The Irish Fiscal Advisory Council, IFAC, and others see, in terms of health spending and other big spending areas, additional expenditure of approximately €5 billion a year. That is in the base and it is not going away. Of course, the Government was rebuked by IFAC only a matter of weeks ago and its spending plans and economic forecasts were dismissed. IFAC does not see the plans as credible; I do not either and I do not think the public do either.
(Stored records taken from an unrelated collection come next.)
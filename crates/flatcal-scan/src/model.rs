//! The data model the scanner produces and the matcher/engine consume:
//! exposure groups, directory jobs, and cataloged dark/bias frames.

use std::path::{Path, PathBuf};

use flatcal_meta::{FrameType, ImageMetadata};

/// The subset of a group's representative metadata the matcher scores
/// candidates against, snapshotted out of the `ExposureGroup` so the
/// matcher doesn't need to hold a borrow of it.
#[derive(Debug, Clone, Default)]
pub struct MatchCriteria {
    pub binning: Option<String>,
    pub gain: Option<f64>,
    pub offset: Option<f64>,
    pub temperature: Option<f64>,
}

impl From<&ExposureGroup> for MatchCriteria {
    fn from(group: &ExposureGroup) -> Self {
        Self {
            binning: group.binning().map(str::to_string),
            gain: group.gain(),
            offset: group.offset(),
            temperature: group.temperature(),
        }
    }
}

/// A bag of frame paths sharing one rounded exposure, ordered for
/// deterministic stacking.
#[derive(Debug, Clone)]
pub struct ExposureGroup {
    pub exposure: f64,
    /// Sorted ascending, case-insensitively, by filename.
    pub paths: Vec<PathBuf>,
    pub representative: ImageMetadata,
}

impl ExposureGroup {
    /// Builds a group from unsorted metadata records sharing one exposure
    /// key. Returns `None` for an empty input — callers only ever call this
    /// with at least one record per group.
    pub fn from_records(exposure: f64, mut records: Vec<ImageMetadata>) -> Option<Self> {
        if records.is_empty() {
            return None;
        }
        records.sort_by(|a, b| filename_lowercase(&a.path).cmp(&filename_lowercase(&b.path)));
        let representative = records[0].clone();
        let paths = records.into_iter().map(|r| r.path).collect();
        Some(Self {
            exposure,
            paths,
            representative,
        })
    }

    /// `|paths| >= 3`: groups below this floor never reach integration.
    pub fn is_valid(&self) -> bool {
        self.paths.len() >= 3
    }

    pub fn exposure_key(&self) -> String {
        flatcal_meta::exposure_key(Some(self.exposure))
    }

    pub fn binning(&self) -> Option<&str> {
        self.representative.binning.as_deref()
    }

    pub fn gain(&self) -> Option<f64> {
        self.representative.gain
    }

    pub fn offset(&self) -> Option<f64> {
        self.representative.offset
    }

    pub fn temperature(&self) -> Option<f64> {
        self.representative.temperature
    }
}

fn filename_lowercase(path: &Path) -> String {
    path.file_name()
        .and_then(|f| f.to_str())
        .unwrap_or_default()
        .to_ascii_lowercase()
}

/// A unit of work for the integration engine: one leaf directory's valid
/// exposure groups, plus enough path context to know where the master(s)
/// it produces should be written.
#[derive(Debug, Clone)]
pub struct DirectoryJob {
    pub source_dir: PathBuf,
    pub base_root: PathBuf,
    pub output_root: PathBuf,
    pub relative_dir: PathBuf,
    pub groups: Vec<ExposureGroup>,
}

/// A calibration candidate cataloged from a dark-library root.
#[derive(Debug, Clone)]
pub struct DarkFrame {
    pub path: PathBuf,
    pub frame_type: FrameType,
    pub exposure: f64,
    pub binning: Option<String>,
    pub gain: Option<f64>,
    pub offset: Option<f64>,
    pub temperature: Option<f64>,
    /// Set by a host UI when a user pins a specific dark for a group,
    /// overriding the tiered policy. The core carries the field but never
    /// sets it itself — that's an external collaborator's concern.
    pub user_selected: bool,
    /// The directory this frame was discovered under, for the summary
    /// report's "unique dark source directories" aggregate.
    pub origin_dir: PathBuf,
}

impl DarkFrame {
    /// Builds a cataloged dark/bias frame from metadata, or `None` if the
    /// frame's type/exposure combination isn't eligible for cataloging
    /// (§4.3): dark-class frames need a present exposure, bias-class
    /// frames default to exposure zero when absent.
    pub fn from_metadata(meta: &ImageMetadata, origin_dir: &Path) -> Option<Self> {
        let exposure = if meta.frame_type.is_dark_class() {
            meta.exposure?
        } else if meta.frame_type.is_bias_class() {
            meta.exposure.unwrap_or(0.0)
        } else {
            return None;
        };
        Some(Self {
            path: meta.path.clone(),
            frame_type: meta.frame_type,
            exposure,
            binning: meta.binning.clone(),
            gain: meta.gain,
            offset: meta.offset,
            temperature: meta.temperature,
            user_selected: false,
            origin_dir: origin_dir.to_path_buf(),
        })
    }
}
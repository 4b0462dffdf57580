//! `ProcessingConfiguration`: the one piece of configuration *surface* this
//! core is allowed to know about. Loading it from a file, CLI flags, or
//! environment variables is the host's job; this is just the resulting
//! record, built with consuming `fn field(mut self, v: T) -> Self` setters
//! so a host can construct one inline without a derive macro.

/// σ thresholds and dark-matching policy knobs, plus the two pipeline-wide
/// switches (`delete_calibrated`, `require_darks`). Mirrors the table in
/// the data model section: every field has the documented default.
#[derive(Debug, Clone, Copy, PartialEq)]
pub struct ProcessingConfiguration {
    pub rejection_low_sigma: f64,
    pub rejection_high_sigma: f64,
    pub dark_matching_enforce_binning: bool,
    pub dark_matching_prefer_same_gain_offset: bool,
    pub dark_matching_prefer_closest_temp: bool,
    pub dark_matching_max_temp_delta_c: f64,
    pub dark_matching_allow_nearest_with_optimize: bool,
    pub delete_calibrated: bool,
    pub require_darks: bool,
}

impl Default for ProcessingConfiguration {
    fn default() -> Self {
        Self {
            rejection_low_sigma: 5.0,
            rejection_high_sigma: 5.0,
            dark_matching_enforce_binning: true,
            dark_matching_prefer_same_gain_offset: true,
            dark_matching_prefer_closest_temp: true,
            dark_matching_max_temp_delta_c: 5.0,
            dark_matching_allow_nearest_with_optimize: false,
            delete_calibrated: false,
            require_darks: false,
        }
    }
}

impl ProcessingConfiguration {
    pub fn rejection_low_sigma(mut self, v: f64) -> Self {
        self.rejection_low_sigma = v;
        self
    }

    pub fn rejection_high_sigma(mut self, v: f64) -> Self {
        self.rejection_high_sigma = v;
        self
    }

    pub fn dark_matching_enforce_binning(mut self, v: bool) -> Self {
        self.dark_matching_enforce_binning = v;
        self
    }

    pub fn dark_matching_prefer_same_gain_offset(mut self, v: bool) -> Self {
        self.dark_matching_prefer_same_gain_offset = v;
        self
    }

    pub fn dark_matching_prefer_closest_temp(mut self, v: bool) -> Self {
        self.dark_matching_prefer_closest_temp = v;
        self
    }

    pub fn dark_matching_max_temp_delta_c(mut self, v: f64) -> Self {
        self.dark_matching_max_temp_delta_c = v;
        self
    }

    pub fn dark_matching_allow_nearest_with_optimize(mut self, v: bool) -> Self {
        self.dark_matching_allow_nearest_with_optimize = v;
        self
    }

    pub fn delete_calibrated(mut self, v: bool) -> Self {
        self.delete_calibrated = v;
        self
    }

    pub fn require_darks(mut self, v: bool) -> Self {
        self.require_darks = v;
        self
    }
}

#[cfg(test)]
mod tests {
    use super::*;

    #[test]
    fn defaults_match_the_documented_table() {
        let config = ProcessingConfiguration::default();
        assert_eq!(config.rejection_low_sigma, 5.0);
        assert_eq!(config.rejection_high_sigma, 5.0);
        assert_eq!(config.dark_matching_max_temp_delta_c, 5.0);
        assert!(!config.dark_matching_allow_nearest_with_optimize);
        assert!(!config.delete_calibrated);
        assert!(!config.require_darks);
    }

    #[test]
    fn builder_setters_chain() {
        let config = ProcessingConfiguration::default()
            .require_darks(true)
            .dark_matching_allow_nearest_with_optimize(true)
            .rejection_low_sigma(4.0);
        assert!(config.require_darks);
        assert!(config.dark_matching_allow_nearest_with_optimize);
        assert_eq!(config.rejection_low_sigma, 4.0);
    }
}
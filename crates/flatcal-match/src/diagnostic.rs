//! Per-group matching diagnostics (§4.4): why a dark was chosen, how far
//! off its temperature was, and what else was in the running.

use std::path::PathBuf;

/// One candidate that lost to the winner within the same tier, tagged with
/// the score gap that separated it from the winner.
#[derive(Debug, Clone)]
pub struct RejectedAlternative {
    pub path: PathBuf,
    pub score_gap: f64,
}

/// Explains a [`crate::DarkMatchResult`] to a human or a report renderer.
#[derive(Debug, Clone)]
pub struct MatchDiagnostic {
    pub selected: Option<PathBuf>,
    pub kind: String,
    pub temperature_delta: Option<f64>,
    pub warnings: Vec<String>,
    pub rejected: Vec<RejectedAlternative>,
}

impl MatchDiagnostic {
    pub(crate) fn none() -> Self {
        Self {
            selected: None,
            kind: "none".to_string(),
            temperature_delta: None,
            warnings: vec!["no matching dark/bias found".to_string()],
            rejected: Vec::new(),
        }
    }
}
//! Error type for the scanner. Directory-level failures only: per-file
//! failures never reach here, they're recovered inside `flatcal-meta`'s
//! batch reader as fallback metadata records.

use std::path::PathBuf;

#[derive(Debug)]
#[non_exhaustive]
pub enum Error {
    /// A declared root does not exist.
    NotFound(PathBuf),
    /// A directory exists but could not be enumerated.
    AccessDenied(PathBuf),
}

impl std::fmt::Display for Error {
    fn fmt(&self, f: &mut std::fmt::Formatter<'_>) -> std::fmt::Result {
        match self {
            Self::NotFound(path) => write!(f, "root not found: {}", path.display()),
            Self::AccessDenied(path) => write!(f, "access denied: {}", path.display()),
        }
    }
}

impl std::error::Error for Error {}

pub type Result<T> = std::result::Result<T, Error>;
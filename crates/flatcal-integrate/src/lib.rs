//! Calibrates, normalizes, and combines one exposure group's flats into a
//! single master-flat XISF file, per directory job. Pairs with
//! `flatcal-match` for dark selection; owns the pixel math and the output
//! naming/writing that selection feeds into.

mod engine;
mod error;
mod naming;
mod rejection;

pub use engine::{integrate_group, integrate_job, GroupOutcome, JobOutcome};
pub use error::{Error, Result};
//! Two-pass temperature backfill: collect donors per binning group, then
//! impute. Two passes (rather than imputing while iterating) avoids the
//! result depending on catalog iteration order.

use crate::model::DarkFrame;

/// For each cataloged dark lacking a temperature, imputes the median
/// temperature of darks sharing the same binning among those that do have
/// one. Leaves the field absent if no donor shares its binning.
pub fn backfill_temperatures(darks: &mut [DarkFrame]) {
    use std::collections::HashMap;

    // Pass 1: collect donor temperatures per binning.
    let mut donors: HashMap<Option<String>, Vec<f64>> = HashMap::new();
    for dark in darks.iter() {
        if let Some(temp) = dark.temperature {
            donors.entry(dark.binning.clone()).or_default().push(temp);
        }
    }
    let medians: HashMap<Option<String>, f64> = donors
        .into_iter()
        .map(|(binning, mut temps)| {
            temps.sort_by(|a, b| a.partial_cmp(b).unwrap());
            (binning, median_of_sorted(&temps))
        })
        .collect();

    // Pass 2: impute.
    for dark in darks.iter_mut() {
        if dark.temperature.is_none() {
            if let Some(&median) = medians.get(&dark.binning) {
                dark.temperature = Some(median);
            }
        }
    }
}

fn median_of_sorted(sorted: &[f64]) -> f64 {
    let n = sorted.len();
    if n % 2 == 1 {
        sorted[n / 2]
    } else {
        (sorted[n / 2 - 1] + sorted[n / 2]) / 2.0
    }
}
The Covid experience has seen a greater understanding of the role of the State and how it is ultimately the State that we expect to deliver for us. I hope we are all agreed that the State has delivered - with all its expertise and its mandate and authority, it has delivered in our hour of extreme need. This is very clear in the context of the supports provided, which will be renewed and refreshed when this Bill passes all stages. We should credit people with understanding that a better healthcare system has to be funded, that better welfare supports will mean additional asks of the PRSI system and that if councils are to provide the amenities, then we will need to pay for them through a modest charge on residential property. We cannot be Boston and Berlin at the same time. A tax cutting agenda and a narrowing of the tax base, bizarrely advocated by some who claim to be of the left, will not mean better public services and most people will not be conned into believing that that trick can be pulled off. We need a serious conversation about tax and services in this country. We need to decide on what we want and how the services we say we want ought to be resourced.

I commend the Minister for Finance and the Government more generally on the setting up of the Commission on Taxation and Welfare, which is an important innovation. The one criticism I have is that it has not been placed on a permanent statutory footing. Pretty average workers on pretty average pay in this country have to pay similar amounts of income tax and other taxes to peers in analogous countries. It is not actually a high tax country, despite the rhetoric of some who do not believe in taxes at all, it seems to me, but who then cannot tell us where we are going to get the money to run the public services on which we all depend. Most wealth, as we know, is held not in income but in assets. Taxes on wealth and a very serious top-down review of very costly and poorly targeted reliefs and exemptions can, I believe, have the potential to help us fund a new direction for the country as we emerge from this great disruption - this great public health crisis but also economic crisis - and, I hope, help us on our way to forging a new social contract for the Irish people.